The recent High Court decision of CJ Motorsport Consulting Ltd v Bird & Anor provides guidance on the established principles of restraint of trade and under what circumstances restraint of trade can be found to be enforceable within commercial contracts.
The defendant, Sam Bird, a professional motor racing driver, who since 2006 (when he was 19 years old) had been engaged in management contracts with the Claimant, CJ Motorsport Consulting Limited. As Murray J commented during the judgment, investments from third parties in the motorsport industry are “common ground” due to “the need for significant financial investment … once parental resources have been exhausted”. It was agreed that during the course of the contractual relationship CJ Motorsport had provided over €3.25 million investment to Mr Bird.
The original contract in 2006 was superseded by six further contracts and, finally, the contract which was in dispute signed in 2016 (“the Contract”). The key terms of the Contract were:
- Mr Bird agreed to pay CJ Motorsport 32% of his earnings from his professional motorsport activities in exchange for CJ Motorsport’s services;
- The contract term was to continue until 31 December 2034 and, in certain circumstances, could be automatically extended for three year periods at the end of each subsequent term; and
- CJ Motorsport had the right to terminate the Contract with no less than one month’s notice, however (importantly) Mr Bird had no such right to terminate the Contract.
In June 2018, Mr Bird’s solicitors wrote to CJ Motorsport alleging that the Contract was “an unfair and unreasonable restraint of trade” and that Mr Bird “no longer regards [the Contract] as being valid and binding upon him”. In response, CJ Motorsport’s solicitors stated that unless Mr Bird confirmed within 14 days that he had withdrew his repudiation of the contract, CJ Motorsport would elect to treat the Contract as repudiated and, therefore, discharged. CJ Motorsport subsequently issued a claim for the repudiation; Mr Bird filed a defence and counterclaim. Further, Mr Bird filed an application for the claim to be struck out or summary judgment issued.

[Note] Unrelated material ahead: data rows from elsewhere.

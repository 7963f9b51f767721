//! Server module for building the catalog HTTP server
//!
//! This module provides a `ServerBuilder` that registers:
//! - Product listing and CRUD routes under the configured base path
//! - Health check routes

pub mod builder;
pub mod exposure;
pub mod host;
pub mod router;

pub use builder::ServerBuilder;
pub use exposure::RestExposure;
pub use host::ServerHost;
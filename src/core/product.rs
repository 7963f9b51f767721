//! Product record

use crate::core::filter::FieldSource;
use crate::core::sort::SORT_FIELD;
use chrono::{DateTime, Utc};
use serde::{Deserialize, Serialize};
use serde_json::{Map, Value};
use uuid::Uuid;

/// Keys owned by the store; client bodies cannot set them
pub const RESERVED_FIELDS: &[&str] = &["id", "created_at", "updated_at"];

/// A catalog product
///
/// Apart from its identity and timestamps a product is an open JSON object.
/// Nothing in the listing pipeline validates its attributes.
#[derive(Debug, Clone, PartialEq, Serialize, Deserialize)]
pub struct Product {
    pub id: Uuid,

    #[serde(flatten)]
    pub attributes: Map<String, Value>,

    pub created_at: DateTime<Utc>,
    pub updated_at: DateTime<Utc>,
}

impl Product {
    /// Create a product from client-supplied attributes
    pub fn new(attributes: Map<String, Value>) -> Self {
        let now = Utc::now();
        Self {
            id: Uuid::new_v4(),
            attributes: strip_reserved(attributes),
            created_at: now,
            updated_at: now,
        }
    }

    /// Merge attributes into the product, later keys win
    pub fn merge(&mut self, attributes: Map<String, Value>) {
        for (key, value) in strip_reserved(attributes) {
            self.attributes.insert(key, value);
        }
        self.touch();
    }

    /// Update the timestamp
    pub fn touch(&mut self) {
        self.updated_at = Utc::now();
    }

    /// Numeric price, if the product has one
    pub fn price(&self) -> Option<f64> {
        self.attributes.get(SORT_FIELD).and_then(Value::as_f64)
    }
}

impl FieldSource for Product {
    fn field(&self, name: &str) -> Option<Value> {
        match name {
            "id" => Some(Value::String(self.id.to_string())),
            "created_at" => Some(Value::String(self.created_at.to_rfc3339())),
            "updated_at" => Some(Value::String(self.updated_at.to_rfc3339())),
            _ => self.attributes.get(name).cloned(),
        }
    }
}

fn strip_reserved(mut attributes: Map<String, Value>) -> Map<String, Value> {
    for key in RESERVED_FIELDS {
        attributes.remove(*key);
    }
    attributes
}
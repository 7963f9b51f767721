//! Filter expressions for product listings
//!
//! The `query` request parameter carries a JSON object. It is decoded into a
//! [`FieldMatchMap`]: an ordered map of field name to the criteria a record
//! must satisfy. All criteria of all fields must hold (conjunction).
//!
//! # Format
//! - Exact match: `{"category": "tools"}`
//! - Suffix comparison: `{"price>": 10, "price<=": 99.5}`
//! - Operator object: `{"price": {"$gte": 10, "$lt": 100}}`,
//!   `{"category": {"$in": ["tools", "garden"]}}`
//!
//! Field names are not checked against any schema. A field that does not
//! exist on a record only matches `null` equality (and `$ne`/`$nin`).

use crate::core::error::QueryError;
use indexmap::IndexMap;
use serde_json::{Map, Value};
use std::cmp::Ordering;

/// A single predicate over one field value
#[derive(Debug, Clone, PartialEq)]
pub enum Criterion {
    Eq(Value),
    Ne(Value),
    Gt(Value),
    Gte(Value),
    Lt(Value),
    Lte(Value),
    In(Vec<Value>),
    Nin(Vec<Value>),
}

impl Criterion {
    /// Evaluate against a record's field value (`None` when the field is absent)
    pub fn matches(&self, actual: Option<&Value>) -> bool {
        let actual_or_null = actual.unwrap_or(&Value::Null);

        match self {
            Criterion::Eq(expected) => values_equal(actual_or_null, expected),
            Criterion::Ne(expected) => !values_equal(actual_or_null, expected),
            Criterion::Gt(bound) => compare(actual, bound) == Some(Ordering::Greater),
            Criterion::Gte(bound) => matches!(
                compare(actual, bound),
                Some(Ordering::Greater | Ordering::Equal)
            ),
            Criterion::Lt(bound) => compare(actual, bound) == Some(Ordering::Less),
            Criterion::Lte(bound) => matches!(
                compare(actual, bound),
                Some(Ordering::Less | Ordering::Equal)
            ),
            Criterion::In(candidates) => candidates
                .iter()
                .any(|candidate| values_equal(actual_or_null, candidate)),
            Criterion::Nin(candidates) => !candidates
                .iter()
                .any(|candidate| values_equal(actual_or_null, candidate)),
        }
    }

    fn from_operator(op: &str, operand: Value) -> Result<Self, String> {
        match op {
            "$eq" => Ok(Criterion::Eq(operand)),
            "$ne" => Ok(Criterion::Ne(operand)),
            "$gt" => Ok(Criterion::Gt(operand)),
            "$gte" => Ok(Criterion::Gte(operand)),
            "$lt" => Ok(Criterion::Lt(operand)),
            "$lte" => Ok(Criterion::Lte(operand)),
            "$in" | "$nin" => {
                let Value::Array(items) = operand else {
                    return Err(format!("operator '{}' expects an array", op));
                };
                if op == "$in" {
                    Ok(Criterion::In(items))
                } else {
                    Ok(Criterion::Nin(items))
                }
            }
            other => Err(format!("unsupported operator '{}'", other)),
        }
    }
}

/// Numbers compare by value so that `10` equals `10.0`
fn values_equal(a: &Value, b: &Value) -> bool {
    match (a, b) {
        (Value::Number(x), Value::Number(y)) => x.as_f64() == y.as_f64(),
        _ => a == b,
    }
}

/// Ordering is only defined between two numbers or two strings
fn compare(actual: Option<&Value>, bound: &Value) -> Option<Ordering> {
    match (actual?, bound) {
        (Value::Number(x), Value::Number(y)) => x.as_f64()?.partial_cmp(&y.as_f64()?),
        (Value::String(x), Value::String(y)) => Some(x.cmp(y)),
        _ => None,
    }
}

/// Anything a filter can be evaluated against
pub trait FieldSource {
    /// Value of the named field, `None` when absent
    fn field(&self, name: &str) -> Option<Value>;
}

impl FieldSource for Map<String, Value> {
    fn field(&self, name: &str) -> Option<Value> {
        self.get(name).cloned()
    }
}

/// Decoded filter: field name → criteria
#[derive(Debug, Clone, Default, PartialEq)]
pub struct FieldMatchMap {
    criteria: IndexMap<String, Vec<Criterion>>,
}

impl FieldMatchMap {
    /// Empty filter, matches every record
    pub fn new() -> Self {
        Self::default()
    }

    /// Decode the raw `query` parameter
    ///
    /// Absent or blank input is the empty filter. Anything that is not a
    /// JSON object of supported criteria is a [`QueryError::MalformedFilter`];
    /// the caller chooses whether to reject the request or drop the filter.
    pub fn parse(raw: Option<&str>) -> Result<Self, QueryError> {
        let Some(raw) = raw.map(str::trim).filter(|s| !s.is_empty()) else {
            return Ok(Self::new());
        };

        let malformed = |message: String| QueryError::MalformedFilter {
            raw: raw.to_string(),
            message,
        };

        let value: Value = serde_json::from_str(raw).map_err(|e| malformed(e.to_string()))?;
        let Value::Object(object) = value else {
            return Err(malformed("expected a JSON object".to_string()));
        };

        Self::from_object(object).map_err(malformed)
    }

    fn from_object(object: Map<String, Value>) -> Result<Self, String> {
        let mut filter = Self::new();

        for (key, value) in object {
            if let Some((field, criterion)) = split_suffix_comparison(&key, &value) {
                if field.is_empty() {
                    return Err(format!("comparison '{}' has no field name", key));
                }
                filter.insert(field, criterion);
                continue;
            }

            match value {
                Value::Object(ops) if ops.keys().any(|k| k.starts_with('$')) => {
                    if !ops.keys().all(|k| k.starts_with('$')) {
                        return Err(format!(
                            "field '{}' mixes operators and plain keys",
                            key
                        ));
                    }
                    for (op, operand) in ops {
                        filter.insert(&key, Criterion::from_operator(&op, operand)?);
                    }
                }
                other => filter.insert(&key, Criterion::Eq(other)),
            }
        }

        Ok(filter)
    }

    /// Add a criterion for a field
    pub fn insert(&mut self, field: &str, criterion: Criterion) {
        self.criteria
            .entry(field.to_string())
            .or_default()
            .push(criterion);
    }

    /// Criteria registered for a field
    pub fn get(&self, field: &str) -> Option<&[Criterion]> {
        self.criteria.get(field).map(Vec::as_slice)
    }

    pub fn is_empty(&self) -> bool {
        self.criteria.is_empty()
    }

    /// Number of distinct fields constrained
    pub fn len(&self) -> usize {
        self.criteria.len()
    }

    pub fn iter(&self) -> impl Iterator<Item = (&str, &[Criterion])> {
        self.criteria
            .iter()
            .map(|(field, criteria)| (field.as_str(), criteria.as_slice()))
    }

    /// Whether a record satisfies every criterion
    pub fn matches<S: FieldSource + ?Sized>(&self, record: &S) -> bool {
        self.criteria.iter().all(|(field, criteria)| {
            let actual = record.field(field);
            criteria.iter().all(|c| c.matches(actual.as_ref()))
        })
    }
}

fn split_suffix_comparison<'k>(key: &'k str, value: &Value) -> Option<(&'k str, Criterion)> {
    // two-character suffixes first so "price>=" is not read as "price>" + "="
    if let Some(field) = key.strip_suffix(">=") {
        return Some((field, Criterion::Gte(value.clone())));
    }
    if let Some(field) = key.strip_suffix("<=") {
        return Some((field, Criterion::Lte(value.clone())));
    }
    if let Some(field) = key.strip_suffix('>') {
        return Some((field, Criterion::Gt(value.clone())));
    }
    if let Some(field) = key.strip_suffix('<') {
        return Some((field, Criterion::Lt(value.clone())));
    }
    None
}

In short, the legal principle surrounding lawful restraint of trade is an overlapping two-stage test:
- first, whether the Contract is a contract in restraint of trade and, if so,
- whether it is unenforceable on the basis that the restraint is unreasonable (Proactive Sports Management Ltd v Rooney  EWCA Civ 1444).
Murray J found in favour of Mr Bird and ruled that the claim for damages as a result of Mr Bird’s repudiation be dismissed. Murray J concluded that whilst CJ Motorsport had a legitimate interest in protecting their investment in Mr Bird, the Contract amounted to restraint of trade and such a restraint was not reasonable in the circumstances. The key points, on the facts, that Murray J drew on in reaching his decision were:
- although it was conceded it was mutually beneficial for Mr Bird to work, the Contract still demonstrated complete control over Mr Bird and, therefore, any other involvement from another person would be advisory at most;
- despite the total control over Mr Bird, there were little to no performance obligations placed on CJ Motorsport in return; and
- whilst CJ Motorsport’s representations included that the duration and control of the Contract was normal in the motor sport industry, this did not amount to justification for the contractual term being lawful. Murray J gave short shrift to this argument, in particular.
This case provides a reminder of the restraint of trade principles and, whilst it may be justified in limited circumstances, there is still a significant hurdle which the benefitting party has to pass before being able to rely on the terms.
As demonstrated here the reliance on industry ‘norms’ is not sufficient to establish justification for a restraint on trade. Parties have to apply their minds to what they hope to achieve by a possible restraint of trade and consider whether the proposed measures do not go beyond what would be reasonable in the circumstances.
It is of particular interest that even when it is to the benefit of both parties for the affected party to continue trading (in this case, Mr Bird continuing with his motorsport career being of mutual financial benefit), that is not sufficient to discharge a term being a (potential) restraint of trade. Therefore caution should be exercised as to what obligations can be placed on parties and, in the event the provisions amount to a restraint of trade, they must be reasonable in order to be enforceable.